■ EXERCISE: Every entry that appears below is to be output exactly.

■ Extracted records:
======

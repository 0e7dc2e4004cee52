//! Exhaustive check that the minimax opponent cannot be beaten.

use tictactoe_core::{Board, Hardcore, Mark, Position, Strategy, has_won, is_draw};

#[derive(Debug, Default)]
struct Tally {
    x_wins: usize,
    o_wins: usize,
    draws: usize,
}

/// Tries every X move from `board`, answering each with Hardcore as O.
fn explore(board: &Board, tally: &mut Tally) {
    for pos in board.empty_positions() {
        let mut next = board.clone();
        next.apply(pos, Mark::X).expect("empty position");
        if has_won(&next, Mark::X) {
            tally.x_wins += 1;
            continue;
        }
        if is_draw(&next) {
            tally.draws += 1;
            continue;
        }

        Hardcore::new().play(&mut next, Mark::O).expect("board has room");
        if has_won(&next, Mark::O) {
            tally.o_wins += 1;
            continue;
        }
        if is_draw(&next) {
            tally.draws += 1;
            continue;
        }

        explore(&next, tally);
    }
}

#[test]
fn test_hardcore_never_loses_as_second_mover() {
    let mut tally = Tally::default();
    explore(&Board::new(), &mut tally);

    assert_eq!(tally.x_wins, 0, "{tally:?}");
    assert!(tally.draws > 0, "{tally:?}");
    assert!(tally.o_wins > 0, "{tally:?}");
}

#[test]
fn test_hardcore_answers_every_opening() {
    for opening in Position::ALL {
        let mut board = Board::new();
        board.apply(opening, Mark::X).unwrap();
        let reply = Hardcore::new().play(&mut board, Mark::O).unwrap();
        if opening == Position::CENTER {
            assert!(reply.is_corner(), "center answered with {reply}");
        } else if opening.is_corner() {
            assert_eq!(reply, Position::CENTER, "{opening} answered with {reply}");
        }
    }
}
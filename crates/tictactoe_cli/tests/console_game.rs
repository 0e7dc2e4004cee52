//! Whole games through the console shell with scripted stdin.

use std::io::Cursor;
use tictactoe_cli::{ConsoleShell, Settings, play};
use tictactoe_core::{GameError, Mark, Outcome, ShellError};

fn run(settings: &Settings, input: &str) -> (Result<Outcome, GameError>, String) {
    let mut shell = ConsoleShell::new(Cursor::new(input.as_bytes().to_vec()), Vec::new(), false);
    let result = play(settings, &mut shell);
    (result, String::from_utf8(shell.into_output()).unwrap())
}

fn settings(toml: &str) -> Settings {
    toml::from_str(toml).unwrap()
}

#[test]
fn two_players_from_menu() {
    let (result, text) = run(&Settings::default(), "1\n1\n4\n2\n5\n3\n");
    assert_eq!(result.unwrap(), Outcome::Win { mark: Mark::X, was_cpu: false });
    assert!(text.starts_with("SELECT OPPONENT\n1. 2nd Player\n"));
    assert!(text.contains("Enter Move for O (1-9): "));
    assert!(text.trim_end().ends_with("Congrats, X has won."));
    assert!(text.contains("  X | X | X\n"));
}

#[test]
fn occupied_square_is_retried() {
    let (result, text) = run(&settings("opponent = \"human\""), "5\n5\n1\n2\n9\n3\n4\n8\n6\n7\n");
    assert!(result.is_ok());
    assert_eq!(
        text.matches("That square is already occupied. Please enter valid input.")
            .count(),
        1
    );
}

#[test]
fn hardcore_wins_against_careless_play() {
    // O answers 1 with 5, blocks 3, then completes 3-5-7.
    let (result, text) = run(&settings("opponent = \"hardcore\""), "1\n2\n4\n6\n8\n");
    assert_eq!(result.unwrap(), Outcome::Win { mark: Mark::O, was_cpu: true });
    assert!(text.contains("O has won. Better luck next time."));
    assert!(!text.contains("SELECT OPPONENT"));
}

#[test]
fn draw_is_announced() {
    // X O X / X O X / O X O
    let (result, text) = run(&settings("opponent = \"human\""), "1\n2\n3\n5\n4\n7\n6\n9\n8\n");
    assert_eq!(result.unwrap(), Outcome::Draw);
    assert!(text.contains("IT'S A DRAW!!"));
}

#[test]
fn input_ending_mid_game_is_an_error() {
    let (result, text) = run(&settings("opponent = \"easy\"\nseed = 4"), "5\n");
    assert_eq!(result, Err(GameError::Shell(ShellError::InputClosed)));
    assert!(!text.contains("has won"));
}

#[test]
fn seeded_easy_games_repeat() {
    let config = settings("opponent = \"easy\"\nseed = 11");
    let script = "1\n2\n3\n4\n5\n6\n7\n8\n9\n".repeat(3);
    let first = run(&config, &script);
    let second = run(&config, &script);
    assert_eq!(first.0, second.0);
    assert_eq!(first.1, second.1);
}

======

■ EXERCISE ANSWER:
repository 0e7dc2e4004cee52
//! Exhaustive check that the minimax opponent cannot be beaten.

use tictactoe_core::{Board, Hardcore, Mark, Position, Strategy, has_won, is_draw};

#[derive(Debug, Default)]
struct Tally {
    x_wins: usize,
    o_wins: usize,
    draws: usize,
}

/// Tries every X move from `board`, answering each with Hardcore as O.
fn explore(board: &Board, tally: &mut Tally) {
    for pos in board.empty_positions() {
        let mut next = board.clone();
        next.apply(pos, Mark::X).expect("empty position");
        if has_won(&next, Mark::X) {
            tally.x_wins += 1;
            continue;
        }
        if is_draw(&next) {
            tally.draws += 1;
            continue;
        }

        Hardcore::new().play(&mut next, Mark::O).expect("board has room");
        if has_won(&next, Mark::O) {
            tally.o_wins += 1;
            continue;
        }
        if is_draw(&next) {
            tally.draws += 1;
            continue;
        }

        explore(&next, tally);
    }
}

#[test]
fn test_hardcore_never_loses_as_second_mover() {
    let mut tally = Tally::default();
    explore(&Board::new(), &mut tally);

    assert_eq!(tally.x_wins, 0, "{tally:?}");
    assert!(tally.draws > 0, "{tally:?}");
    assert!(tally.o_wins > 0, "{tally:?}");
}

#[test]
fn test_hardcore_answers_every_opening() {
    for opening in Position::ALL {
        let mut board = Board::new();
        board.apply(opening, Mark::X).unwrap();
        let reply = Hardcore::new().play(&mut board, Mark::O).unwrap();
        if opening == Position::CENTER {
            assert!(reply.is_corner(), "center answered with {reply}");
        } else if opening.is_corner() {
            assert_eq!(reply, Position::CENTER, "{opening} answered with {reply}");
        }
    }
}
filename crates/tictactoe_cli/tests/console_game.rs
repository 0e7dc2e4004cee52
//! Whole games through the console shell with scripted stdin.

use std::io::Cursor;
use tictactoe_cli::{ConsoleShell, Settings, play};
use tictactoe_core::{GameError, Mark, Outcome, ShellError};

fn run(settings: &Settings, input: &str) -> (Result<Outcome, GameError>, String) {
    let mut shell = ConsoleShell::new(Cursor::new(input.as_bytes().to_vec()), Vec::new(), false);
    let result = play(settings, &mut shell);
    (result, String::from_utf8(shell.into_output()).unwrap())
}

fn settings(toml: &str) -> Settings {
    toml::from_str(toml).unwrap()
}

#[test]
fn two_players_from_menu() {
    let (result, text) = run(&Settings::default(), "1\n1\n4\n2\n5\n3\n");
    assert_eq!(result.unwrap(), Outcome::Win { mark: Mark::X, was_cpu: false });
    assert!(text.starts_with("SELECT OPPONENT\n1. 2nd Player\n"));
    assert!(text.contains("Enter Move for O (1-9): "));
    assert!(text.trim_end().ends_with("Congrats, X has won."));
    assert!(text.contains("  X | X | X\n"));
}

#[test]
fn occupied_square_is_retried() {
    let (result, text) = run(&settings("opponent = \"human\""), "5\n5\n1\n2\n9\n3\n4\n8\n6\n7\n");
    assert!(result.is_ok());
    assert_eq!(
        text.matches("That square is already occupied. Please enter valid input.")
            .count(),
        1
    );
}

#[test]
fn hardcore_wins_against_careless_play() {
    // O answers 1 with 5, blocks 3, then completes 3-5-7.
    let (result, text) = run(&settings("opponent = \"hardcore\""), "1\n2\n4\n6\n8\n");
    assert_eq!(result.unwrap(), Outcome::Win { mark: Mark::O, was_cpu: true });
    assert!(text.contains("O has won. Better luck next time."));
    assert!(!text.contains("SELECT OPPONENT"));
}

#[test]
fn draw_is_announced() {
    // X O X / X O X / O X O
    let (result, text) = run(&settings("opponent = \"human\""), "1\n2\n3\n5\n4\n7\n6\n9\n8\n");
    assert_eq!(result.unwrap(), Outcome::Draw);
    assert!(text.contains("IT'S A DRAW!!"));
}

#[test]
fn input_ending_mid_game_is_an_error() {
    let (result, text) = run(&settings("opponent = \"easy\"\nseed = 4"), "5\n");
    assert_eq!(result, Err(GameError::Shell(ShellError::InputClosed)));
    assert!(!text.contains("has won"));
}

#[test]
fn seeded_easy_games_repeat() {
    let config = settings("opponent = \"easy\"\nseed = 11");
    let script = "1\n2\n3\n4\n5\n6\n7\n8\n9\n".repeat(3);
    let first = run(&config, &script);
    let second = run(&config, &script);
    assert_eq!(first.0, second.0);
    assert_eq!(first.1, second.1);
}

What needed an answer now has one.